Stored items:
= = = = =
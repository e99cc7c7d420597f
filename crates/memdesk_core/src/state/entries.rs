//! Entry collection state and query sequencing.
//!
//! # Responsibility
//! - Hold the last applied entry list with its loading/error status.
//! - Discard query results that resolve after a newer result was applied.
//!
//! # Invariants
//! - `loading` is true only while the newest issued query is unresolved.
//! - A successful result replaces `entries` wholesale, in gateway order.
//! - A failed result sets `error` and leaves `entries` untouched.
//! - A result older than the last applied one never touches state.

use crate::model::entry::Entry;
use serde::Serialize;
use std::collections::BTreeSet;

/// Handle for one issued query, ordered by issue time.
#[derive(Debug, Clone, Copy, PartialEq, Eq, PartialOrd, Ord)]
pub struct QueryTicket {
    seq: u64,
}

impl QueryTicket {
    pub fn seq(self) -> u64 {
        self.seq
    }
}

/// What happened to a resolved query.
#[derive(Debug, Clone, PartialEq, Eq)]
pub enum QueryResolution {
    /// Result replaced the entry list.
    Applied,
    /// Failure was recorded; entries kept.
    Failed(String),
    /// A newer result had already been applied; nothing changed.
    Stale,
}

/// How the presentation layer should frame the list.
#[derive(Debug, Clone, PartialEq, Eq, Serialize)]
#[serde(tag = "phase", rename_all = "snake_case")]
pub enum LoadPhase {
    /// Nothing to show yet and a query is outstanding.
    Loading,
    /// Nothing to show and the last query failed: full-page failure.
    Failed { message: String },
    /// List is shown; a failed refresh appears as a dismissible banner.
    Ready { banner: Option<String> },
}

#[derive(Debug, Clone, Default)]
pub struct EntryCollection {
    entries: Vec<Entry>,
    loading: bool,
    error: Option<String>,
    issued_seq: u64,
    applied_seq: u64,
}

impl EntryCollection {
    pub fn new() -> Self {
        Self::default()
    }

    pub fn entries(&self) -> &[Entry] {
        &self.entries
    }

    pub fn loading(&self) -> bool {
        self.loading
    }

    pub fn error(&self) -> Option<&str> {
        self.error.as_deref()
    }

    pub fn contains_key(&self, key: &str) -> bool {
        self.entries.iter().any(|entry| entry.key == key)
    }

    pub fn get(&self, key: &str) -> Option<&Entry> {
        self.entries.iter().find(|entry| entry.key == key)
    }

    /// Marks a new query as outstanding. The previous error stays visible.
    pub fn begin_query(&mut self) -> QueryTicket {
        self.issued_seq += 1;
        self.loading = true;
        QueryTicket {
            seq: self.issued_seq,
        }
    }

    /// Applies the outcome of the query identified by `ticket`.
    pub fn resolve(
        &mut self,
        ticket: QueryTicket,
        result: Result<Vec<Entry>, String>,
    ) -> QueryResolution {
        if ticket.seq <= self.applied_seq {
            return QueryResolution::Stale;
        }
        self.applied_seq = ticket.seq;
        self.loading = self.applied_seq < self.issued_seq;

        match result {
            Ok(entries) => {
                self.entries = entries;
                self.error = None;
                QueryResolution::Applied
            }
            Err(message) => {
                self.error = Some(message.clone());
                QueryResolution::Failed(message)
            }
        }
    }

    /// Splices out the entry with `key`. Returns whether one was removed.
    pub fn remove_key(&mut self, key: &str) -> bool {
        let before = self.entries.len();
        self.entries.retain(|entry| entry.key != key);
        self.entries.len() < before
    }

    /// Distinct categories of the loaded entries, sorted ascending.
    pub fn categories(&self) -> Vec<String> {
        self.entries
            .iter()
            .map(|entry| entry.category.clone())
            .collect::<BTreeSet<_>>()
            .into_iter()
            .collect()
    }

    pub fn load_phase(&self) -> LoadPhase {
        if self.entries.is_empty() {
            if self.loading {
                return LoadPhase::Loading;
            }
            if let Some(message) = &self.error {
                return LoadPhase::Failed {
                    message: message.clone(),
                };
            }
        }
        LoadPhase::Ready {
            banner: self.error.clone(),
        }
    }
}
= = = = =
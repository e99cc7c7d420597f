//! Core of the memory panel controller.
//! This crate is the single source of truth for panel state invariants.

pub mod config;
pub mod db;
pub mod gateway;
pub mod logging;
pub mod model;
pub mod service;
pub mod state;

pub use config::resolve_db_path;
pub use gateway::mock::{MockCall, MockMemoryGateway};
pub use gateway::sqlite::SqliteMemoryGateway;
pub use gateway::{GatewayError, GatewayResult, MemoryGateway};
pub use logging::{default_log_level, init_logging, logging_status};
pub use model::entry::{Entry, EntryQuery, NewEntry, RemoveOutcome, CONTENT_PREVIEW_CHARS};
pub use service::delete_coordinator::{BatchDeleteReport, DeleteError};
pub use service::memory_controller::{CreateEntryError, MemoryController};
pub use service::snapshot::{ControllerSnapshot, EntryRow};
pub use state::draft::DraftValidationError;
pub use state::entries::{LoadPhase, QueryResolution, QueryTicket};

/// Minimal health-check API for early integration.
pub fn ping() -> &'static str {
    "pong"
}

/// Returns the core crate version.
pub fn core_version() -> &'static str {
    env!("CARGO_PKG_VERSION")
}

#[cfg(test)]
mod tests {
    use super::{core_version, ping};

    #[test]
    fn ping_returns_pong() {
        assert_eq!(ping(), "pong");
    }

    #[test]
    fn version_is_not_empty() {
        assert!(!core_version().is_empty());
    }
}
= = = = =
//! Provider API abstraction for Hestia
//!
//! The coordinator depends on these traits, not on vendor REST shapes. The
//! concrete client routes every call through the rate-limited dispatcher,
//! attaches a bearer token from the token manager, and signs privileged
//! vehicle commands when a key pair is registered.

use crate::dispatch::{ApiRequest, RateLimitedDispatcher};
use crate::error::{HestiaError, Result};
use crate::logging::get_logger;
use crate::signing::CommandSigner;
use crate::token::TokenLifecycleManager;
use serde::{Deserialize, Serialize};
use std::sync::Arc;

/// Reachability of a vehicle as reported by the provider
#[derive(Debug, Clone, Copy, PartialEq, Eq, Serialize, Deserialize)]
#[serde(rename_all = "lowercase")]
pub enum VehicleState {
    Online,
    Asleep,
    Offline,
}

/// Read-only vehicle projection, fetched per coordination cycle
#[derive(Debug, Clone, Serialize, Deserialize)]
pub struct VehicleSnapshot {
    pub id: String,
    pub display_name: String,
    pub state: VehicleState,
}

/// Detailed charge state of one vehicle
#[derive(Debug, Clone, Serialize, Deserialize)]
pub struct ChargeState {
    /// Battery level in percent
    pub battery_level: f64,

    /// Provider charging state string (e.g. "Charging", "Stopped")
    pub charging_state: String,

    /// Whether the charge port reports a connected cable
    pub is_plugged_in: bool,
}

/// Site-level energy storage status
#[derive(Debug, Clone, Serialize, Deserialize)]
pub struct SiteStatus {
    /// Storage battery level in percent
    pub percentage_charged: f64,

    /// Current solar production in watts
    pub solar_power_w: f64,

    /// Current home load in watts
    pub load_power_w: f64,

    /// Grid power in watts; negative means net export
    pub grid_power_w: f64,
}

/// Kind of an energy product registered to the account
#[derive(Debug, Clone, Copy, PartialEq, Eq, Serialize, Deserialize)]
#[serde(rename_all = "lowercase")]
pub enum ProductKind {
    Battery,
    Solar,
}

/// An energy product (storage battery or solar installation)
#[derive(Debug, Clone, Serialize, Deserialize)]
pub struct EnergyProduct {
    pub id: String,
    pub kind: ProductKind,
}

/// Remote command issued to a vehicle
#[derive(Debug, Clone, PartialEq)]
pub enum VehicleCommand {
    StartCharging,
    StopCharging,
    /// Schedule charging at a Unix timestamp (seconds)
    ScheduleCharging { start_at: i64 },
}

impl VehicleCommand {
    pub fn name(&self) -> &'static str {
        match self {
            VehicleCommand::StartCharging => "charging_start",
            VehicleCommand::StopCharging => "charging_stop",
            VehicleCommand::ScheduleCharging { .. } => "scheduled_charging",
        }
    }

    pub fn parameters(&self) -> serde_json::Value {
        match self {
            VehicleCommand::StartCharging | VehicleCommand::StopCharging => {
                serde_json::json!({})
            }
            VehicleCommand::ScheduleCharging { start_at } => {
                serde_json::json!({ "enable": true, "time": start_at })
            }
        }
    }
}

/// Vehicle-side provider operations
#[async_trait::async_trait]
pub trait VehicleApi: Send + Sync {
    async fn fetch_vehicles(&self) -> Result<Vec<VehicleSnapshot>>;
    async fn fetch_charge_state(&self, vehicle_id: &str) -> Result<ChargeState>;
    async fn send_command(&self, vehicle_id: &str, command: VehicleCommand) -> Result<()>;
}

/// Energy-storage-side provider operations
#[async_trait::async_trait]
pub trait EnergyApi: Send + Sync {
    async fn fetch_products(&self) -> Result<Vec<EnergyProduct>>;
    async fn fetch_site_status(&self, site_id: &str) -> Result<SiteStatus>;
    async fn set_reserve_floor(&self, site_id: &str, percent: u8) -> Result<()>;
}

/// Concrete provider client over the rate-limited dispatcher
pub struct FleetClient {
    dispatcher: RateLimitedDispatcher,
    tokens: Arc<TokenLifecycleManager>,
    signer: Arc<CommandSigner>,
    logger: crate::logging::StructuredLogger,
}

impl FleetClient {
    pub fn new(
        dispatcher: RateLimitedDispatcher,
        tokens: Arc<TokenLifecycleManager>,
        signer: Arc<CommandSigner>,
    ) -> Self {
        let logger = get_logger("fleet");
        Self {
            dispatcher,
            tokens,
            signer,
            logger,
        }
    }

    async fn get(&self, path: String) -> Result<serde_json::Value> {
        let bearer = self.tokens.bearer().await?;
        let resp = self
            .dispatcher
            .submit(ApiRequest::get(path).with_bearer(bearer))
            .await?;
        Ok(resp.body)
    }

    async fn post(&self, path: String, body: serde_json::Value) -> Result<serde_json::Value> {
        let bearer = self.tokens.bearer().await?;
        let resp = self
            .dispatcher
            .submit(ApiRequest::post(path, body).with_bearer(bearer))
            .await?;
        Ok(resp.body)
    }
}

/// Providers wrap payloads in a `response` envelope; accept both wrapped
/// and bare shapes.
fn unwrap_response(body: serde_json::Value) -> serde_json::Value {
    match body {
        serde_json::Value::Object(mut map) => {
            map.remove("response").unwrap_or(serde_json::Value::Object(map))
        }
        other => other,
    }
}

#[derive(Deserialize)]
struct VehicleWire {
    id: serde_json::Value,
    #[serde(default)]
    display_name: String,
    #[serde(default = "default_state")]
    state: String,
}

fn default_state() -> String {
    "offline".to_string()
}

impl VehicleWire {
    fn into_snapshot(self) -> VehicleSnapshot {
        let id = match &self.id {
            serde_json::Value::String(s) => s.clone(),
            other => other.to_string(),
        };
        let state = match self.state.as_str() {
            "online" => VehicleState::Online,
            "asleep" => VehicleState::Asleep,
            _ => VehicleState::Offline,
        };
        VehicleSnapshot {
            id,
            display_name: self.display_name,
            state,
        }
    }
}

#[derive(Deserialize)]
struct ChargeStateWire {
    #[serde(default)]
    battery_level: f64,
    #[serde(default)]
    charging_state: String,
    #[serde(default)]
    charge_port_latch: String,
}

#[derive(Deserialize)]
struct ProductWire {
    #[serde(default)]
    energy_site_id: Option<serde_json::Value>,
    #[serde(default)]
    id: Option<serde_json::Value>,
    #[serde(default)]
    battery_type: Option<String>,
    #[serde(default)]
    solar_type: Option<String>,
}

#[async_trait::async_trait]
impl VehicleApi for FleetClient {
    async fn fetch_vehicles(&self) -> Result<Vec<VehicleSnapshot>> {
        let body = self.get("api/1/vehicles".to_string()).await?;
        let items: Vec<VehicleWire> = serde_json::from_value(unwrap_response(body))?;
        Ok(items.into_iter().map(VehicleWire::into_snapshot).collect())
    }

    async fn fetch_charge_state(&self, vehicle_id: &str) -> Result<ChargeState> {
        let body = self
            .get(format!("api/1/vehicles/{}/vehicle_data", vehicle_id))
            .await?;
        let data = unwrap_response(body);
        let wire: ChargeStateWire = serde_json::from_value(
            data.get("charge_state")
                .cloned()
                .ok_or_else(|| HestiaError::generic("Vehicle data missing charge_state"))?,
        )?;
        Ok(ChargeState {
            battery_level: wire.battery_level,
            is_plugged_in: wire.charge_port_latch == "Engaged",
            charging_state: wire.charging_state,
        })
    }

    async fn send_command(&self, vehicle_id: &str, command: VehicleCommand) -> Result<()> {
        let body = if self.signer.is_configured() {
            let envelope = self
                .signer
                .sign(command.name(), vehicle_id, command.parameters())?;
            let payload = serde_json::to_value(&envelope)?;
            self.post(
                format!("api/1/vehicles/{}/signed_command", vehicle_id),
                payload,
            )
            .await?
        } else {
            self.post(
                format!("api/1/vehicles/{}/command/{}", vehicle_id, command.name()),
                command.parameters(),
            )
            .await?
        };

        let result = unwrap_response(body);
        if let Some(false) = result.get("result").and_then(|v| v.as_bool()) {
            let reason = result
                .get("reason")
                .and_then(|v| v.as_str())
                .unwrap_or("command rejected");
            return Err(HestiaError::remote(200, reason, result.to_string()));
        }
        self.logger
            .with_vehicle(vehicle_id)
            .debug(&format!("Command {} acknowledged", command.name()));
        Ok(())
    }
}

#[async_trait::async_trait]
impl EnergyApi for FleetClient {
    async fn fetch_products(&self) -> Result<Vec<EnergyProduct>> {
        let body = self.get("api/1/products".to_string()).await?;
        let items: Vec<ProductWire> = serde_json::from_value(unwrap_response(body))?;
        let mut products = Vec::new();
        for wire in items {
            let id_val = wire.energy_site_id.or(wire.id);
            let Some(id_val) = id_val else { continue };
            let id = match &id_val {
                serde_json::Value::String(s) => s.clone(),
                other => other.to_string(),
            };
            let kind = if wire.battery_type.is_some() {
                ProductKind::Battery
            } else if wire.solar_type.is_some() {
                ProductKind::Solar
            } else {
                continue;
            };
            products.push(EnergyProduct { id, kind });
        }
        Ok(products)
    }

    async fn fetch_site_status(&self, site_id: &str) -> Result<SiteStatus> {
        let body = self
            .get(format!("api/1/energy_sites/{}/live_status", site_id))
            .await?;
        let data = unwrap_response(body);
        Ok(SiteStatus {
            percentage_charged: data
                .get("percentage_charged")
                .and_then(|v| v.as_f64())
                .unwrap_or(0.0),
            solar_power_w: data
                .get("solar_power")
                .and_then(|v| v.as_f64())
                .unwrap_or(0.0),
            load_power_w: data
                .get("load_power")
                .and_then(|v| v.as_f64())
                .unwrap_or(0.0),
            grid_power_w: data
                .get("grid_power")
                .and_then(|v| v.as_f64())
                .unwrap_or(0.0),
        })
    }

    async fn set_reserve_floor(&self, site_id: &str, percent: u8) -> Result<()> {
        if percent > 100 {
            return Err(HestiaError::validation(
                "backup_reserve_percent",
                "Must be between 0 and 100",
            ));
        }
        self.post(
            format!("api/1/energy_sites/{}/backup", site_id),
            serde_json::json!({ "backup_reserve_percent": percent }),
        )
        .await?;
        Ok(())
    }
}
= = = = =
### EXERCISE INSTRUCTIONS
From the entries above, return each line with the word "enum" in it.

### RESULT FOR THIS EXERCISE
pub enum QueryResolution {
pub enum LoadPhase {
pub enum VehicleState {
pub enum ProductKind {
pub enum VehicleCommand {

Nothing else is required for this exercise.